* [ASSIGNMENT] Look through the records that follow. Copy every line containing the word "unmapped".

* [STUDY MATERIAL]
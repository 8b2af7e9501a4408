//! Keyboard input from evdev.
//!
//! # Architecture
//!
//! Both feeds read the same physical keyboard through separate file descriptors:
//!
//! - [`GlobalListener`] reads without grabbing, on its own thread, and hands every event to
//!   [`Controller::handle_key`] as [`Feed::Global`]. It never suppresses anything.
//! - [`EvdevGrab`] takes an exclusive `EVIOCGRAB` on the device while mouse mode is on. The
//!   kernel then delivers events only to that descriptor, so the global listener goes quiet
//!   and nothing reaches other applications. Events the controller does not consume are
//!   re-emitted through a virtual keyboard that mirrors the real one.
//!
//! The grab is whole-device: every bound key is captured at once, and unbound keys keep
//! working through the pass-through device.

use crate::{keys, BackendError};
use evdev::{
    uinput::{VirtualDevice, VirtualDeviceBuilder},
    AttributeSet, Device, EventType, InputEvent, InputEventKind, Key,
};
use homerow::{Controller, Feed, GrabError, GrabReport, KeyEvent, KeyGrab, KeyToken, Phase};
use std::{
    collections::VecDeque,
    io,
    os::fd::AsRawFd,
    path::{Path, PathBuf},
    sync::{
        atomic::{AtomicBool, Ordering},
        Arc,
    },
    thread::{self, JoinHandle},
    time::Duration,
};
use tracing::{debug, info, trace, warn};

const PASSTHROUGH_NAME: &str = "homerow passthrough keyboard";
const IDLE_SLEEP: Duration = Duration::from_millis(5);

/// Finds the first input device that looks like a full keyboard.
pub fn find_keyboard() -> Result<PathBuf, BackendError> {
    for (path, device) in evdev::enumerate() {
        let name = device.name().unwrap_or_default();
        if name == PASSTHROUGH_NAME {
            continue;
        }
        let is_keyboard = device.supported_keys().is_some_and(|keys| {
            keys.contains(Key::KEY_A) && keys.contains(Key::KEY_SPACE) && keys.contains(Key::KEY_LEFTALT)
        });
        if is_keyboard {
            info!(path = %path.display(), device = name, "Using keyboard");
            return Ok(path);
        }
    }
    Err(BackendError::NoKeyboard)
}

fn open(path: &Path) -> Result<Device, BackendError> {
    let device = Device::open(path).map_err(|source| BackendError::Device {
        path: path.to_path_buf(),
        source,
    })?;
    set_nonblocking(&device)?;
    Ok(device)
}

fn set_nonblocking(device: &Device) -> io::Result<()> {
    let fd = device.as_raw_fd();
    // SAFETY: `fd` is owned by `device` and stays open for the duration of both calls.
    let flags = unsafe { libc::fcntl(fd, libc::F_GETFL) };
    if flags < 0 {
        return Err(io::Error::last_os_error());
    }
    // SAFETY: as above; only O_NONBLOCK is added to the existing flags.
    if unsafe { libc::fcntl(fd, libc::F_SETFL, flags | libc::O_NONBLOCK) } < 0 {
        return Err(io::Error::last_os_error());
    }
    Ok(())
}

/// Resolves a raw event to a key event. Auto-repeat (value 2) counts as a press.
fn key_event(event: &InputEvent) -> Option<KeyEvent> {
    let InputEventKind::Key(key) = event.kind() else {
        return None;
    };
    let phase = match event.value() {
        0 => Phase::Release,
        1 | 2 => Phase::Press,
        _ => return None,
    };
    let token = keys::token_for(key)?;
    Some(KeyEvent { token, phase })
}

/// Reads and discards whatever is queued until the source would block. Returns how many
/// events were dropped. `fetch` returns the size of each batch it read.
fn drain(mut fetch: impl FnMut() -> io::Result<usize>) -> usize {
    let mut dropped = 0;
    loop {
        match fetch() {
            Ok(0) => return dropped,
            Ok(count) => dropped += count,
            Err(e) if e.kind() == io::ErrorKind::Interrupted => {},
            Err(e) => {
                if e.kind() != io::ErrorKind::WouldBlock {
                    debug!("Draining keyboard failed: {e}");
                }
                return dropped;
            },
        }
    }
}

/// Non-exclusive reader feeding [`Feed::Global`].
pub struct GlobalListener {
    stop: Arc<AtomicBool>,
    handle: Option<JoinHandle<()>>,
}

impl GlobalListener {
    pub fn spawn(path: &Path, controller: Controller) -> Result<Self, BackendError> {
        let mut device = open(path)?;
        let stop = Arc::new(AtomicBool::new(false));
        let flag = stop.clone();

        let handle = thread::Builder::new()
            .name("homerow-keyboard".to_string())
            .spawn(move || {
                while !flag.load(Ordering::Relaxed) && controller.is_running() {
                    match device.fetch_events() {
                        Ok(events) => {
                            for event in events.filter_map(|event| key_event(&event)) {
                                controller.handle_key(event, Feed::Global);
                            }
                        },
                        Err(e) if e.kind() == io::ErrorKind::WouldBlock => thread::sleep(IDLE_SLEEP),
                        Err(e) if e.raw_os_error() == Some(libc::ENODEV) => {
                            warn!("Keyboard disappeared: {e}");
                            controller.request_quit();
                            break;
                        },
                        Err(e) => {
                            debug!("Keyboard read failed: {e}");
                            thread::sleep(IDLE_SLEEP);
                        },
                    }
                }
                trace!("Keyboard listener exited");
            })?;

        Ok(Self {
            stop,
            handle: Some(handle),
        })
    }

    pub fn stop(mut self) {
        self.stop.store(true, Ordering::Relaxed);
        if let Some(handle) = self.handle.take() {
            if handle.join().is_err() {
                warn!("Keyboard listener panicked");
            }
        }
    }
}

/// Exclusive grab of the keyboard feeding [`Feed::Intercepted`].
pub struct EvdevGrab {
    device: Device,
    passthrough: VirtualDevice,
    grabbed: bool,
    pending: VecDeque<KeyEvent>,
}

impl EvdevGrab {
    pub fn open(path: &Path) -> Result<Self, BackendError> {
        let device = open(path)?;

        let mut keys = AttributeSet::<Key>::new();
        if let Some(supported) = device.supported_keys() {
            for key in supported.iter() {
                keys.insert(key);
            }
        }
        let passthrough = VirtualDeviceBuilder::new()?
            .name(PASSTHROUGH_NAME)
            .with_keys(&keys)?
            .build()?;

        Ok(Self {
            device,
            passthrough,
            grabbed: false,
            pending: VecDeque::new(),
        })
    }

    fn emit(&mut self, events: &[InputEvent]) {
        if let Err(e) = self.passthrough.emit(events) {
            debug!("Pass-through failed: {e}");
        }
    }
}

impl KeyGrab for EvdevGrab {
    fn grab(&mut self, tokens: &[KeyToken]) -> GrabReport {
        if !self.grabbed {
            // Typing since the last grab queued up on this descriptor and already reached
            // other applications through the ungrabbed device
            self.pending.clear();
            let device = &mut self.device;
            let stale = drain(|| device.fetch_events().map(Iterator::count));
            if stale > 0 {
                trace!(stale, "Discarded events queued before the grab");
            }
            if let Err(e) = self.device.grab() {
                debug!("Keyboard grab failed: {e}");
                return GrabReport {
                    grabbed: Vec::new(),
                    failed: tokens.to_vec(),
                };
            }
            self.grabbed = true;
        }

        let (grabbed, failed): (Vec<KeyToken>, Vec<KeyToken>) = tokens
            .iter()
            .copied()
            .partition(|token| keys::key_for(token).is_some());
        GrabReport { grabbed, failed }
    }

    fn release(&mut self) -> Result<(), GrabError> {
        if !self.grabbed {
            return Ok(());
        }
        self.grabbed = false;
        self.device
            .ungrab()
            .map_err(|source| GrabError::Release { source })
    }

    /// Events read in the same batch as the one that ended the grab stay queued and are
    /// still returned after [`KeyGrab::release`].
    fn poll(&mut self) -> Option<KeyEvent> {
        if let Some(event) = self.pending.pop_front() {
            return Some(event);
        }
        if !self.grabbed {
            return None;
        }

        let raw: Vec<InputEvent> = match self.device.fetch_events() {
            Ok(events) => events.collect(),
            Err(e) if e.kind() == io::ErrorKind::WouldBlock => return None,
            Err(e) => {
                debug!("Grabbed keyboard read failed: {e}");
                return None;
            },
        };

        let mut unmapped = Vec::new();
        for event in raw {
            match key_event(&event) {
                Some(key) => self.pending.push_back(key),
                None if event.event_type() == EventType::KEY => unmapped.push(event),
                None => {},
            }
        }
        if !unmapped.is_empty() {
            self.emit(&unmapped);
        }
        self.pending.pop_front()
    }

    fn forward(&mut self, event: &KeyEvent) {
        let Some(key) = keys::key_for(&event.token) else {
            return;
        };
        let value = match event.phase {
            Phase::Press => 1,
            Phase::Release => 0,
        };
        self.emit(&[InputEvent::new(EventType::KEY, key.code(), value)]);
    }
}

* [ANSWER AREA]
        let mut unmapped = Vec::new();
                None if event.event_type() == EventType::KEY => unmapped.push(event),
        if !unmapped.is_empty() {
            self.emit(&unmapped);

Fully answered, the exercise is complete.